Au Brésil, le Parti des travailleurs recherche des alliances électorales de droite alors que les généraux mettent en garde contre un « point de rupture »

Les manifestations massives de samedi dernier contre la gestion par le président fascisant Bolsonaro de la pandémie de COVID-19 ont aggravé la crise de la classe dirigeante brésilienne, qui craint que l'opposition sociale de masse ne se retourne contre l'ensemble de l'ordre capitaliste.

Deux fois en moins d'un mois, des centaines de milliers de Brésiliens sont descendus dans la rue avec des pancartes peintes à la main, portant les noms d'êtres chers perdus à cause de COVID et qualifiant Bolsonaro de meurtrier de masse et de génocidaire.

Comme la dernière manifestation de samedi dernier avait lieu, le pays dépassait les 500 000 morts du Covid-19, le deuxième pire nombre de morts dans le monde, devancé seulement par les Etats-Unis, qui a une population de plus de 50 pour cent plus importante.Un bilan qui a plus que doublé au cours du seul premier semestre 2021. Les principaux experts de la santé prévoient maintenant que, suivant la même tendance de doublement du nombre de décès tous les six mois, et avec de lentes vaccinations qui ne couvrent jusque là que 10 pour cent des Brésiliens, le nombre total de morts pourrait atteindre un million d'ici 2022.

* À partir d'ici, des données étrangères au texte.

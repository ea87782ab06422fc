use std::time::Duration;

use face_arena_core::{BossKind, Command, Event, Phase, PlayArea};
use face_arena_system_spawning::{Config, Spawning};
use face_arena_world::{self as world, query, World};

fn advance(dt: Duration) -> [Event; 1] {
    [Event::TimeAdvanced { dt }]
}

#[test]
fn emits_multiple_spawn_commands_for_large_dt() {
    let mut spawning = Spawning::new(Config::new(Duration::from_millis(500), 0x1234_5678));
    let mut commands = Vec::new();
    spawning.handle(
        &advance(Duration::from_secs(2)),
        Phase::Minions,
        PlayArea::default(),
        &mut commands,
    );

    assert_eq!(commands.len(), 4, "expected one spawn per interval");
}

#[test]
fn spawned_creatures_start_outside_the_play_area() {
    let area = PlayArea::new(640.0, 480.0);
    let mut spawning = Spawning::new(Config::new(Duration::from_millis(100), 0xfeed_beef));
    let mut commands = Vec::new();
    spawning.handle(
        &advance(Duration::from_secs(5)),
        Phase::Minions,
        area,
        &mut commands,
    );

    assert_eq!(commands.len(), 50);
    for command in &commands {
        match command {
            Command::SpawnCreature { position, .. } => {
                assert!(!area.contains(*position), "{position:?} is visible");
            }
            other => panic!("unexpected command emitted: {other:?}"),
        }
    }
}

#[test]
fn boss_phase_resets_accumulator() {
    let area = PlayArea::default();
    let mut spawning = Spawning::new(Config::new(Duration::from_millis(1500), 0x4d59_5df4));

    let mut commands = Vec::new();
    spawning.handle(
        &advance(Duration::from_millis(1000)),
        Phase::Minions,
        area,
        &mut commands,
    );
    assert!(commands.is_empty(), "no spawn before full interval");

    spawning.handle(
        &advance(Duration::from_millis(1000)),
        Phase::Boss(BossKind::SnowKing),
        area,
        &mut commands,
    );
    assert!(commands.is_empty(), "no spawns during boss phases");

    spawning.handle(
        &advance(Duration::from_millis(1000)),
        Phase::Minions,
        area,
        &mut commands,
    );
    assert!(
        commands.is_empty(),
        "accumulator must restart after leaving minions"
    );
}

#[test]
fn identical_seeds_replay_identically() {
    let run = || {
        let mut spawning = Spawning::new(Config::new(Duration::from_millis(250), 99));
        let mut commands = Vec::new();
        for _ in 0..20 {
            spawning.handle(
                &advance(Duration::from_millis(100)),
                Phase::Minions,
                PlayArea::default(),
                &mut commands,
            );
        }
        commands
    };

    assert_eq!(run(), run());
}

#[test]
fn spawn_commands_populate_the_world() {
    let mut world = World::new();
    let mut events = Vec::new();
    let mut spawning = Spawning::new(Config::new(Duration::from_millis(1500), 7));
    let mut commands = Vec::new();
    spawning.handle(
        &advance(Duration::from_secs(3)),
        query::phase(&world),
        query::play_area(&world),
        &mut commands,
    );

    for command in commands {
        world::apply(&mut world, command, &mut events);
    }

    assert_eq!(query::creature_view(&world).len(), 2);
    assert_eq!(
        events
            .iter()
            .filter(|event| matches!(event, Event::CreatureSpawned { .. }))
            .count(),
        2
    );
}
//! Scripted perception for headless runs.
//!
//! A script is a JSON document listing perception frames in order. Each step
//! may repeat, drop its frame to emulate a sensor miss, or carry operator
//! flags. The script splits into perception and audio services plus the
//! operator inputs, so a headless run drives a [`crate::Session`] exactly like
//! the windowed loop does.

use std::{
    collections::VecDeque,
    fs,
    path::{Path, PathBuf},
    time::Duration,
};

use face_arena_core::{FaceMetrics, PerceptionFrame, Point};
use serde::{Deserialize, Serialize};
use thiserror::Error;

use crate::{
    services::{AudioService, PerceptionService, ServiceError},
    session::OperatorInput,
};

/// Errors raised while loading a [`PerceptionScript`].
#[derive(Debug, Error)]
pub enum ScriptError {
    /// The script file could not be read.
    #[error("failed to read perception script at {}", .path.display())]
    Io {
        /// Path that was being read.
        path: PathBuf,
        /// Underlying I/O failure.
        #[source]
        source: std::io::Error,
    },
    /// The script is not valid JSON or has unexpected fields.
    #[error("failed to parse perception script")]
    Parse(#[from] serde_json::Error),
    /// Frames must be spaced by a positive interval.
    #[error("perception script frame interval must be positive")]
    ZeroInterval,
}

/// One scripted frame.
#[derive(Clone, Debug, PartialEq, Serialize, Deserialize)]
#[serde(default, deny_unknown_fields)]
pub struct ScriptStep {
    /// Faces detected during the frame.
    pub faces: Vec<FaceMetrics>,
    /// Hand positions detected during the frame.
    pub hands: Vec<Point>,
    /// The sensor produced no frame at all.
    pub missing: bool,
    /// Normalised microphone amplitude.
    pub amplitude: f32,
    /// Operator pause flag.
    pub paused: bool,
    /// Operator speech request.
    pub speak: bool,
    /// Number of consecutive frames this step describes.
    pub repeat: u32,
}

impl Default for ScriptStep {
    fn default() -> Self {
        Self {
            faces: Vec::new(),
            hands: Vec::new(),
            missing: false,
            amplitude: 0.0,
            paused: false,
            speak: false,
            repeat: 1,
        }
    }
}

fn default_frame_interval_ms() -> u64 {
    33
}

/// Ordered list of scripted frames.
#[derive(Clone, Debug, PartialEq, Serialize, Deserialize)]
#[serde(deny_unknown_fields)]
pub struct PerceptionScript {
    /// Simulated time between frames, in milliseconds.
    #[serde(default = "default_frame_interval_ms")]
    pub frame_interval_ms: u64,
    /// Frames in playback order.
    pub steps: Vec<ScriptStep>,
}

impl PerceptionScript {
    /// Reads and parses a script file.
    pub fn load(path: impl AsRef<Path>) -> Result<Self, ScriptError> {
        let path = path.as_ref();
        let contents = fs::read_to_string(path).map_err(|source| ScriptError::Io {
            path: path.to_path_buf(),
            source,
        })?;
        Self::from_json_str(&contents)
    }

    /// Parses a script from JSON text.
    pub fn from_json_str(contents: &str) -> Result<Self, ScriptError> {
        let script: Self = serde_json::from_str(contents)?;
        if script.frame_interval_ms == 0 {
            return Err(ScriptError::ZeroInterval);
        }
        Ok(script)
    }

    /// Simulated time between frames.
    #[must_use]
    pub fn frame_interval(&self) -> Duration {
        Duration::from_millis(self.frame_interval_ms)
    }

    /// Total number of frames once repeats are expanded.
    #[must_use]
    pub fn frame_count(&self) -> usize {
        self.steps.iter().map(|step| step.repeat as usize).sum()
    }

    /// Expands the script into services and per-frame operator inputs.
    #[must_use]
    pub fn into_parts(self) -> (ScriptedPerception, ScriptedAudio, Vec<OperatorInput>) {
        let count = self.frame_count();
        let mut frames = VecDeque::with_capacity(count);
        let mut amplitudes = VecDeque::with_capacity(count);
        let mut operator = Vec::with_capacity(count);

        for step in self.steps {
            let frame = (!step.missing).then(|| PerceptionFrame {
                faces: step.faces,
                hands: step.hands,
            });
            for _ in 0..step.repeat {
                frames.push_back(frame.clone());
                amplitudes.push_back(step.amplitude);
                operator.push(OperatorInput {
                    paused: step.paused,
                    speak: step.speak,
                });
            }
        }

        (
            ScriptedPerception {
                frames,
                released: false,
            },
            ScriptedAudio {
                amplitudes,
                spoken: Vec::new(),
                released: false,
            },
            operator,
        )
    }
}

/// Perception service replaying scripted frames.
///
/// Once the script is exhausted every read reports a missing frame.
#[derive(Debug)]
pub struct ScriptedPerception {
    frames: VecDeque<Option<PerceptionFrame>>,
    released: bool,
}

impl ScriptedPerception {
    /// Whether the service has been released.
    #[must_use]
    pub fn is_released(&self) -> bool {
        self.released
    }
}

impl PerceptionService for ScriptedPerception {
    fn read_frame(&mut self) -> Result<Option<PerceptionFrame>, ServiceError> {
        if self.released {
            return Err(ServiceError::Failed {
                service: "scripted perception",
                reason: "read after release".to_owned(),
            });
        }
        Ok(self.frames.pop_front().flatten())
    }

    fn release(&mut self) {
        self.released = true;
    }
}

/// Audio service replaying scripted amplitudes and recording speech.
#[derive(Debug)]
pub struct ScriptedAudio {
    amplitudes: VecDeque<f32>,
    spoken: Vec<String>,
    released: bool,
}

impl ScriptedAudio {
    /// Phrases spoken so far, in order.
    #[must_use]
    pub fn spoken(&self) -> &[String] {
        &self.spoken
    }

    /// Whether the service has been released.
    #[must_use]
    pub fn is_released(&self) -> bool {
        self.released
    }
}

impl AudioService for ScriptedAudio {
    fn read_amplitude(&mut self) -> Result<f32, ServiceError> {
        Ok(self.amplitudes.pop_front().unwrap_or(0.0))
    }

    fn speak(&mut self, phrase: &str) -> Result<(), ServiceError> {
        self.spoken.push(phrase.to_owned());
        Ok(())
    }

    fn release(&mut self) {
        self.released = true;
    }
}
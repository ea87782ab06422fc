use std::time::Duration;

use face_arena_core::{
    BossKind, BossSlot, Command, CreatureKind, Event, Phase, PlayerPose, Point, ProjectileKind,
    ProjectileOwner,
};
use face_arena_system_encounter::Encounter;
use face_arena_system_spawning::{self as spawning, Spawning};
use face_arena_world::{self as world, query, World};

fn drive(world: &mut World, encounter: &mut Encounter, events: &[Event]) -> Vec<Event> {
    let mut commands = Vec::new();
    encounter.handle(events, &query::wave(world), &mut commands);
    let mut produced = Vec::new();
    for command in commands {
        world::apply(world, command, &mut produced);
    }
    produced
}

/// Spawns creatures on a player with an open mouth: the first one lands a hit,
/// every later one is captured.
fn capture_kills(world: &mut World, count: usize) {
    let mut events = Vec::new();
    world::apply(
        world,
        Command::SyncPlayers {
            poses: vec![PlayerPose {
                anchor: Point::new(640.0, 600.0),
                aim: None,
                mouth_open_ratio: 0.2,
                eyes_closed: false,
            }],
        },
        &mut events,
    );
    for _ in 0..count {
        world::apply(
            world,
            Command::SpawnCreature {
                kind: CreatureKind::Ghast,
                position: Point::new(640.0, 600.0),
            },
            &mut events,
        );
        world::apply(
            world,
            Command::FireProjectile {
                kind: ProjectileKind::Laser,
                owner: ProjectileOwner::Player,
                origin: Point::new(640.0, 600.0),
                velocity: Point::ZERO,
            },
            &mut events,
        );
    }
    world::apply(
        world,
        Command::Tick {
            dt: Duration::from_millis(1),
        },
        &mut events,
    );
}

#[test]
fn reaching_the_threshold_enters_the_first_boss_phase() {
    let mut world = World::new();
    let mut encounter = Encounter::new();
    capture_kills(&mut world, 21);
    assert!(query::wave(&world).kills >= 20);

    let events = drive(&mut world, &mut encounter, &[]);

    assert_eq!(query::phase(&world), Phase::Boss(BossKind::SnowKing));
    assert_eq!(query::phase(&world).to_string(), "boss_SnowKing");
    assert_eq!(query::wave(&world).kills, 0);
    assert!(query::creature_view(&world).is_empty());
    assert!(query::projectile_view(&world).is_empty());
    assert!(events.contains(&Event::BossSpawned {
        slot: BossSlot::Phase,
        kind: BossKind::SnowKing,
    }));
}

/// Lands enough player lasers on the phase boss to defeat it and returns the
/// events of the resolving step.
fn defeat_phase_boss(world: &mut World) -> Vec<Event> {
    let kind = query::phase_boss(world).expect("boss").kind;
    let position = query::phase_boss(world).expect("boss").position;
    let mut events = Vec::new();
    for _ in 0..kind.max_health() {
        world::apply(
            world,
            Command::FireProjectile {
                kind: ProjectileKind::Laser,
                owner: ProjectileOwner::Player,
                origin: position,
                velocity: Point::ZERO,
            },
            &mut events,
        );
    }
    events.clear();
    world::apply(
        world,
        Command::ResolveBossCombat {
            slot: BossSlot::Phase,
        },
        &mut events,
    );
    events
}

fn configure_thresholds(world: &mut World, kill_thresholds: Vec<u32>) {
    let mut events = Vec::new();
    world::apply(
        world,
        Command::ConfigureWaves { kill_thresholds },
        &mut events,
    );
}

#[test]
fn defeating_the_last_boss_reaches_victory() {
    let mut world = World::new();
    let mut encounter = Encounter::new();
    configure_thresholds(&mut world, vec![1]);
    capture_kills(&mut world, 2);
    let _ = drive(&mut world, &mut encounter, &[]);
    assert_eq!(query::phase(&world), Phase::Boss(BossKind::SnowKing));

    let events = defeat_phase_boss(&mut world);
    let produced = drive(&mut world, &mut encounter, &events);

    assert_eq!(query::phase(&world), Phase::Victory);
    assert_eq!(query::wave(&world).wave_index, 1);
    assert_eq!(query::wave(&world).kills, 0);
    assert_eq!(
        produced,
        vec![Event::PhaseChanged {
            phase: Phase::Victory
        }]
    );
}

#[test]
fn defeating_an_early_boss_returns_to_minions() {
    let mut world = World::new();
    let mut encounter = Encounter::new();
    let mut spawning = Spawning::new(spawning::Config::new(Duration::from_millis(1500), 7));
    let elapsed = [Event::TimeAdvanced {
        dt: Duration::from_millis(1500),
    }];
    configure_thresholds(&mut world, vec![1, 5]);
    capture_kills(&mut world, 2);
    let _ = drive(&mut world, &mut encounter, &[]);
    assert_eq!(query::phase(&world), Phase::Boss(BossKind::SnowKing));

    let mut spawns = Vec::new();
    spawning.handle(
        &elapsed,
        query::phase(&world),
        query::play_area(&world),
        &mut spawns,
    );
    assert!(spawns.is_empty());

    let events = defeat_phase_boss(&mut world);
    assert!(events.contains(&Event::BossDefeated {
        kind: BossKind::SnowKing
    }));
    let produced = drive(&mut world, &mut encounter, &events);

    let wave = query::wave(&world);
    assert_eq!(wave.phase, Phase::Minions);
    assert_eq!(wave.wave_index, 1);
    assert_eq!(wave.kills, 0);
    assert_eq!(wave.threshold, Some(5));
    assert!(query::phase_boss(&world).is_none());
    assert_eq!(
        produced,
        vec![Event::PhaseChanged {
            phase: Phase::Minions
        }]
    );

    spawning.handle(
        &elapsed,
        query::phase(&world),
        query::play_area(&world),
        &mut spawns,
    );
    assert_eq!(spawns.len(), 1);
    assert!(matches!(spawns[0], Command::SpawnCreature { .. }));
}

Les manifestations étaient une démonstration intense, bien qu’initiale, d’une profonde colère des travailleurs, déjà exprimée par des centaines de grèves contre la politique d'immunité collective des classes dirigeantes brésiliennes et internationales ; elles touchèrent en particulier les travailleurs de l'industrie, de la santé, des transports et de l'éducation de tout le pays.

Manifestation de masse à São Paulo le 19 juin (source : @midianinja)

Alors que ces grèves et ces luttes ont été réprimées et isolées par les médias, les syndicats pro-patronat et l'opposition parlementaire dirigée par le Parti des travailleurs (PT), l'éruption des manifestations de masse a assurément rangé le Brésil parmi les pays d’Amérique latine touchés par des troubles civils massifs, qui s’étendent maintenant du Paraguay à la Colombie. Elle a également réduit en miettes le récit promu par la « gauche » petite-bourgeoise du Brésil – selon lequel la classe ouvrière et les sections appauvries de la classe moyenne sont dominées par le conservatisme social et la subordination passive devant le fasciste Bolsonaro.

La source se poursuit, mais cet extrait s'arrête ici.